Newcomer / Intro Pulse Wave Scanner and Mining query.

Hello Cmdrs,

So i'm now about a week and a half into playing the game i bought back in the kickstarter of 2012 (is it really that long ago?!). I'm liking it in general, the space-flight part especially.

So i've done some trading and now moved onto mining to give that game system a go. I've got a number of the good guides to follow and sort of worked through them (and sometimes outdated info) to kit my Asp Explorer out to be a decent small scale mining craft.

I'm slightly confused about how terrible (as in downright awful) the pulse wave scanner is at actually identifying 'valuable' asteroids to mine. An example.

I will 'pulse' a section of asteroids and go for the orange highlighted ones. Mostly this is what happens. I find the scan has picked out something like Hydrogen Peroxide (good if you dye your hair maybe?) as the 'valuable' asteroid to mine. Then maybe about 50% of the time IF i look around at the asteroids right next to the one the pulse scanner has highlighted i will find Bromellite or Tritium. Now why does the pulse scanner not highlight those instead? I'm very confused and sort of wondering if i might as well dump the pulse wave scanner and just mine blind do to speak. In general i find much more valuable asteroids by randomly testing them with the mining laser and seeing what flies off. Is it meant to work like this or am i doing something wrong (even following guides etc)?

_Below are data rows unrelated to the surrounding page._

//! Optimistic update records.

use holdfast_types::{RecordId, Timestamp};
use serde::{Deserialize, Serialize};
use serde_json::Value;
use std::fmt;

/// The local mutation an update stands for.
#[derive(Debug, Clone, Copy, PartialEq, Eq, Hash, Serialize, Deserialize)]
#[serde(rename_all = "lowercase")]
pub enum OptimisticOp {
    Insert,
    Update,
    Delete,
    Upsert,
}

impl fmt::Display for OptimisticOp {
    fn fmt(&self, f: &mut fmt::Formatter<'_>) -> fmt::Result {
        let name = match self {
            OptimisticOp::Insert => "insert",
            OptimisticOp::Update => "update",
            OptimisticOp::Delete => "delete",
            OptimisticOp::Upsert => "upsert",
        };
        f.write_str(name)
    }
}

/// Lifecycle state. `Pending` moves to exactly one of the other two.
#[derive(Debug, Clone, Copy, PartialEq, Eq, Hash, Serialize, Deserialize)]
#[serde(rename_all = "lowercase")]
pub enum UpdateStatus {
    Pending,
    Confirmed,
    Failed,
}

/// A locally applied change that the server has not yet confirmed.
#[derive(Debug, Clone, PartialEq, Serialize, Deserialize)]
#[serde(rename_all = "camelCase")]
pub struct OptimisticUpdate {
    /// Tie-breaker among updates sharing a timestamp; assigned on tracking.
    pub seq: u64,
    /// Record id. Temporary until confirmation remaps it.
    pub id: RecordId,
    pub table: String,
    pub operation: OptimisticOp,
    pub data: Value,
    #[serde(default, skip_serializing_if = "Option::is_none")]
    pub original_data: Option<Value>,
    pub timestamp: Timestamp,
    pub status: UpdateStatus,
    #[serde(default, skip_serializing_if = "Option::is_none")]
    pub error: Option<String>,
}

impl OptimisticUpdate {
    /// Builds a pending update. `seq` is assigned when the manager tracks it.
    pub fn new(
        table: impl Into<String>,
        id: RecordId,
        operation: OptimisticOp,
        data: Value,
        timestamp: Timestamp,
    ) -> Self {
        Self {
            seq: 0,
            id,
            table: table.into(),
            operation,
            data,
            original_data: None,
            timestamp,
            status: UpdateStatus::Pending,
            error: None,
        }
    }

    pub fn with_original(mut self, original: Option<Value>) -> Self {
        self.original_data = original;
        self
    }

    pub fn is_pending(&self) -> bool {
        self.status == UpdateStatus::Pending
    }

    /// Replay order: timestamp, then tracking sequence.
    pub fn order_key(&self) -> (Timestamp, u64) {
        (self.timestamp, self.seq)
    }
}
use holdfast_remote::{
    Filter, MemoryConnector, MemoryRemote, RemoteConnector, RemoteError, RemoteOp, RemoteService,
};
use holdfast_types::{Classify, ErrorClass};
use pretty_assertions::assert_eq;
use serde_json::json;
use std::time::Duration;

// ── Error classification ─────────────────────────────────────────

#[test]
fn transient_errors() {
    assert_eq!(RemoteError::Network("reset".into()).class(), ErrorClass::Transient);
    assert_eq!(RemoteError::Timeout.class(), ErrorClass::Transient);
    assert_eq!(RemoteError::http(503, "unavailable").class(), ErrorClass::Transient);
    assert_eq!(RemoteError::http(408, "slow").class(), ErrorClass::Transient);
}

#[test]
fn rate_limit_errors() {
    assert!(RemoteError::http(429, "slow down").is_rate_limited());
    assert!(RemoteError::RateLimited { retry_after_secs: 5 }.is_rate_limited());
    assert!(RemoteError::provider("over_request_rate_limit", "quota").is_rate_limited());
    assert_eq!(
        RemoteError::RateLimited { retry_after_secs: 5 }.retry_after(),
        Some(Duration::from_secs(5))
    );
}

#[test]
fn fatal_errors() {
    assert_eq!(RemoteError::http(400, "bad").class(), ErrorClass::Fatal);
    assert_eq!(RemoteError::http(404, "gone").class(), ErrorClass::Fatal);
    assert_eq!(RemoteError::provider("23505", "duplicate").class(), ErrorClass::Fatal);
    assert!(!RemoteError::InvalidPayload("x".into()).is_retryable());
}

#[test]
fn error_display() {
    assert_eq!(RemoteError::http(500, "boom").to_string(), "HTTP 500: boom");
    assert_eq!(RemoteError::Timeout.to_string(), "request timed out");
}

// ── CRUD ─────────────────────────────────────────────────────────

#[tokio::test]
async fn insert_assigns_server_id_for_temporary_rows() {
    let remote = MemoryRemote::new();
    let row = remote
        .insert("entries", json!({"id": "temp_abc", "notes": "x"}))
        .await
        .unwrap();
    assert_eq!(row["id"], "srv_1");
    assert_eq!(row["notes"], "x");

    let kept = remote
        .insert("entries", json!({"id": "fixed", "notes": "y"}))
        .await
        .unwrap();
    assert_eq!(kept["id"], "fixed");
    assert_eq!(remote.rows("entries").len(), 2);
}

#[tokio::test]
async fn insert_rejects_non_objects() {
    let remote = MemoryRemote::new();
    let err = remote.insert("entries", json!([1, 2])).await.unwrap_err();
    assert!(matches!(err, RemoteError::InvalidPayload(_)));
}

#[tokio::test]
async fn update_merges_and_keeps_id() {
    let remote = MemoryRemote::new();
    remote.seed("goals", vec![json!({"id": "g1", "title": "a", "user_id": "u1"})]);

    let updated = remote
        .update(
            "goals",
            &Filter::by("id", "g1").eq("user_id", "u1"),
            json!({"id": "hijack", "title": "b"}),
        )
        .await
        .unwrap();

    assert_eq!(updated, vec![json!({"id": "g1", "title": "b", "user_id": "u1"})]);
}

#[tokio::test]
async fn delete_and_select() {
    let remote = MemoryRemote::new();
    remote.seed(
        "categories",
        vec![json!({"id": "c1"}), json!({"id": "c2"}), json!({"id": "c3"})],
    );

    let removed = remote
        .delete("categories", &Filter::by("id", "c2"))
        .await
        .unwrap();
    assert_eq!(removed.len(), 1);

    let all = remote.select("categories", &Filter::new()).await.unwrap();
    assert_eq!(all.len(), 2);

    let limited = remote
        .select("categories", &Filter::new().limit(1))
        .await
        .unwrap();
    assert_eq!(limited, vec![json!({"id": "c1"})]);
}

// ── Fault injection ──────────────────────────────────────────────

#[tokio::test]
async fn one_shot_faults_fire_once_per_matching_op() {
    let remote = MemoryRemote::new();
    remote.fail_next(Some(RemoteOp::Insert), RemoteError::Timeout);

    // A select is not affected.
    remote.select("entries", &Filter::new()).await.unwrap();

    let err = remote.insert("entries", json!({})).await.unwrap_err();
    assert_eq!(err, RemoteError::Timeout);
    remote.insert("entries", json!({})).await.unwrap();
}

#[tokio::test]
async fn sticky_faults_until_healed() {
    let remote = MemoryRemote::new();
    remote.fail_always(None, RemoteError::http(503, "down"));

    assert!(remote.ping().await.is_err());
    assert!(remote.select("x", &Filter::new()).await.is_err());

    remote.heal();
    remote.ping().await.unwrap();
}

#[tokio::test]
async fn call_log_records_every_attempt() {
    let remote = MemoryRemote::new();
    remote.fail_next(None, RemoteError::Timeout);
    let _ = remote.select("entries", &Filter::new()).await;
    remote.select("entries", &Filter::new()).await.unwrap();
    assert_eq!(remote.call_count(RemoteOp::Select), 2);
}

#[tokio::test(start_paused = true)]
async fn latency_tracks_concurrency() {
    let remote = MemoryRemote::new();
    remote.set_latency(Duration::from_millis(20));

    let filter_a = Filter::new();
    let filter_b = Filter::new();
    let a = remote.select("t", &filter_a);
    let b = remote.select("t", &filter_b);
    let (ra, rb) = tokio::join!(a, b);
    ra.unwrap();
    rb.unwrap();
    assert_eq!(remote.max_concurrent_calls(), 2);
}

// ── Connector ────────────────────────────────────────────────────

#[tokio::test]
async fn connector_handles_share_backend() {
    let remote = MemoryRemote::new();
    let connector = MemoryConnector::new(remote.clone());

    let h1 = connector.connect().await.unwrap();
    let h2 = connector.connect().await.unwrap();
    h1.insert("entries", json!({"notes": "shared"})).await.unwrap();

    let rows = h2.select("entries", &Filter::new()).await.unwrap();
    assert_eq!(rows.len(), 1);
    assert_eq!(remote.call_count(RemoteOp::Connect), 2);
}

#[tokio::test]
async fn connector_can_fail() {
    let remote = MemoryRemote::new();
    remote.fail_next(Some(RemoteOp::Connect), RemoteError::Network("refused".into()));
    let connector = MemoryConnector::new(remote);
    assert!(connector.connect().await.is_err());
    assert!(connector.connect().await.is_ok());
}
//! Cache error types.

use holdfast_pool::PoolError;
use holdfast_store::StoreError;
use holdfast_types::{Classify, ErrorClass};
use thiserror::Error;

/// Result type for cache operations.
pub type CacheResult<T> = Result<T, CacheError>;

#[derive(Debug, Error)]
pub enum CacheError {
    /// Every key is scoped to a user.
    #[error("cache key for route `{route}` has no user scope")]
    MissingUserScope { route: String },

    /// A value could not be converted to or from its cached JSON form.
    #[error("cache serialization error: {0}")]
    Serialization(#[from] serde_json::Error),

    #[error(transparent)]
    Store(#[from] StoreError),

    /// The read-through fetch failed.
    #[error(transparent)]
    Fetch(#[from] PoolError),
}

impl Classify for CacheError {
    fn class(&self) -> ErrorClass {
        match self {
            CacheError::Fetch(e) => e.class(),
            _ => ErrorClass::Fatal,
        }
    }
}
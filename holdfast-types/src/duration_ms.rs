//! Serde adapter that encodes a [`Duration`] as integer milliseconds.
//!
//! Use with `#[serde(with = "holdfast_types::duration_ms")]`.

use serde::{Deserialize, Deserializer, Serializer};
use std::time::Duration;

pub fn serialize<S: Serializer>(d: &Duration, s: S) -> Result<S::Ok, S::Error> {
    s.serialize_u64(d.as_millis() as u64)
}

pub fn deserialize<'de, D: Deserializer<'de>>(d: D) -> Result<Duration, D::Error> {
    u64::deserialize(d).map(Duration::from_millis)
}
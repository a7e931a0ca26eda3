//! Aggregate configuration for a sync context.

use crate::error::{CoreError, CoreResult};
use holdfast_batch::BatcherConfig;
use holdfast_cache::CacheConfig;
use holdfast_optimistic::OptimisticConfig;
use holdfast_pool::PoolConfig;
use holdfast_queue::QueueConfig;
use serde::{Deserialize, Serialize};
use std::path::Path;
use tracing::info;

/// Storage key of the persisted query-cache snapshot.
pub const DEFAULT_CACHE_STORAGE_KEY: &str = "holdfast.query_cache";

/// Every component's configuration in one document.
///
/// Missing sections and fields take their defaults, so `{}` is a valid
/// configuration.
#[derive(Debug, Clone, PartialEq, Eq, Serialize, Deserialize)]
#[serde(default, rename_all = "camelCase")]
pub struct HoldfastConfig {
    pub queue: QueueConfig,
    pub optimistic: OptimisticConfig,
    pub batcher: BatcherConfig,
    pub pool: PoolConfig,
    pub cache: CacheConfig,
    /// Durable-store key for the cache snapshot. `None` disables it.
    pub cache_storage_key: Option<String>,
}

impl Default for HoldfastConfig {
    fn default() -> Self {
        Self {
            queue: QueueConfig::default(),
            optimistic: OptimisticConfig::default(),
            batcher: BatcherConfig::default(),
            pool: PoolConfig::default(),
            cache: CacheConfig::default(),
            cache_storage_key: Some(DEFAULT_CACHE_STORAGE_KEY.to_string()),
        }
    }
}

impl HoldfastConfig {
    pub fn from_json_str(json: &str) -> CoreResult<Self> {
        Ok(serde_json::from_str(json)?)
    }

    pub fn from_json_file(path: impl AsRef<Path>) -> CoreResult<Self> {
        let path = path.as_ref();
        let contents = std::fs::read_to_string(path).map_err(|source| CoreError::ConfigRead {
            path: path.to_path_buf(),
            source,
        })?;
        let config = Self::from_json_str(&contents)?;
        info!(path = %path.display(), "loaded configuration");
        Ok(config)
    }

    pub fn to_json_pretty(&self) -> CoreResult<String> {
        Ok(serde_json::to_string_pretty(self)?)
    }

    pub fn with_queue(mut self, queue: QueueConfig) -> Self {
        self.queue = queue;
        self
    }

    pub fn with_optimistic(mut self, optimistic: OptimisticConfig) -> Self {
        self.optimistic = optimistic;
        self
    }

    pub fn with_batcher(mut self, batcher: BatcherConfig) -> Self {
        self.batcher = batcher;
        self
    }

    pub fn with_pool(mut self, pool: PoolConfig) -> Self {
        self.pool = pool;
        self
    }

    pub fn with_cache(mut self, cache: CacheConfig) -> Self {
        self.cache = cache;
        self
    }

    pub fn with_cache_storage_key(mut self, key: Option<String>) -> Self {
        self.cache_storage_key = key;
        self
    }
}
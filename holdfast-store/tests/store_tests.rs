use holdfast_store::{DurableStore, JsonStoreExt, MemoryStore, SqliteStore, StoreError};
use serde::{Deserialize, Serialize};

#[derive(Debug, PartialEq, Serialize, Deserialize)]
struct Record {
    name: String,
    count: u32,
}

fn exercise(store: &dyn DurableStore) {
    assert_eq!(store.get_item("missing").unwrap(), None);

    store.set_item("k", "v1").unwrap();
    assert_eq!(store.get_item("k").unwrap().as_deref(), Some("v1"));

    store.set_item("k", "v2").unwrap();
    assert_eq!(store.get_item("k").unwrap().as_deref(), Some("v2"));

    store.remove_item("k").unwrap();
    assert_eq!(store.get_item("k").unwrap(), None);

    // Removing twice is fine.
    store.remove_item("k").unwrap();
}

// ── MemoryStore ─────────────────────────────────────────────────

#[test]
fn memory_store_basic_crud() {
    exercise(&MemoryStore::new());
}

#[test]
fn memory_store_read_only_rejects_writes() {
    let store = MemoryStore::new();
    store.set_item("a", "1").unwrap();
    store.set_read_only(true);

    let err = store.set_item("a", "2").unwrap_err();
    assert!(matches!(err, StoreError::Unavailable(_)));
    assert!(store.remove_item("a").is_err());
    assert_eq!(store.get_item("a").unwrap().as_deref(), Some("1"));

    store.set_read_only(false);
    store.set_item("a", "2").unwrap();
}

#[test]
fn memory_store_keys_sorted() {
    let store = MemoryStore::new();
    store.set_item("b", "").unwrap();
    store.set_item("a", "").unwrap();
    assert_eq!(store.keys(), vec!["a".to_string(), "b".to_string()]);
    assert_eq!(store.len(), 2);
}

// ── SqliteStore ─────────────────────────────────────────────────

#[test]
fn sqlite_store_basic_crud() {
    exercise(&SqliteStore::open_in_memory().unwrap());
}

#[test]
fn sqlite_store_survives_reopen() {
    let dir = tempfile::tempdir().unwrap();
    let path = dir.path().join("holdfast.db");

    {
        let store = SqliteStore::open(&path).unwrap();
        store.set_item("queue", "[1,2]").unwrap();
    }

    let store = SqliteStore::open(&path).unwrap();
    assert_eq!(store.get_item("queue").unwrap().as_deref(), Some("[1,2]"));
}

#[test]
fn sqlite_store_prefix_listing() {
    let store = SqliteStore::open_in_memory().unwrap();
    store.set_item("cache:a", "1").unwrap();
    store.set_item("cache:b", "2").unwrap();
    store.set_item("queue", "3").unwrap();
    assert_eq!(
        store.keys_with_prefix("cache:").unwrap(),
        vec!["cache:a".to_string(), "cache:b".to_string()]
    );
}

// ── JSON helpers ────────────────────────────────────────────────

#[test]
fn json_roundtrip_through_trait_object() {
    let store: Box<dyn DurableStore> = Box::new(MemoryStore::new());
    let rec = Record {
        name: "x".into(),
        count: 3,
    };
    store.save_json("rec", &rec).unwrap();
    let back: Option<Record> = store.load_json("rec").unwrap();
    assert_eq!(back, Some(rec));
}

#[test]
fn json_decode_error_is_reported() {
    let store = MemoryStore::new();
    store.set_item("rec", "not json").unwrap();
    let err = store.load_json::<Record>("rec").unwrap_err();
    assert!(matches!(err, StoreError::Serialization(_)));
}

Confused mining cmdr. :confused:
 
With the pulse scanner you need to find the ones that glow bright yellow when you’re literally on top of them. These should give you the valuable core that correlates to whichever hotspot you are in at the time 👍🏼
 
First:
there are types of mining:
1. lasers - do not need pulse
2. core by rockets - need pulse
3. core by crackling by bomb - need pulse.
4. abrasives on surface - shown by pulse, but need to use abrasive blaster for that. When you do (3) you will have half of items as abrasives after explosion.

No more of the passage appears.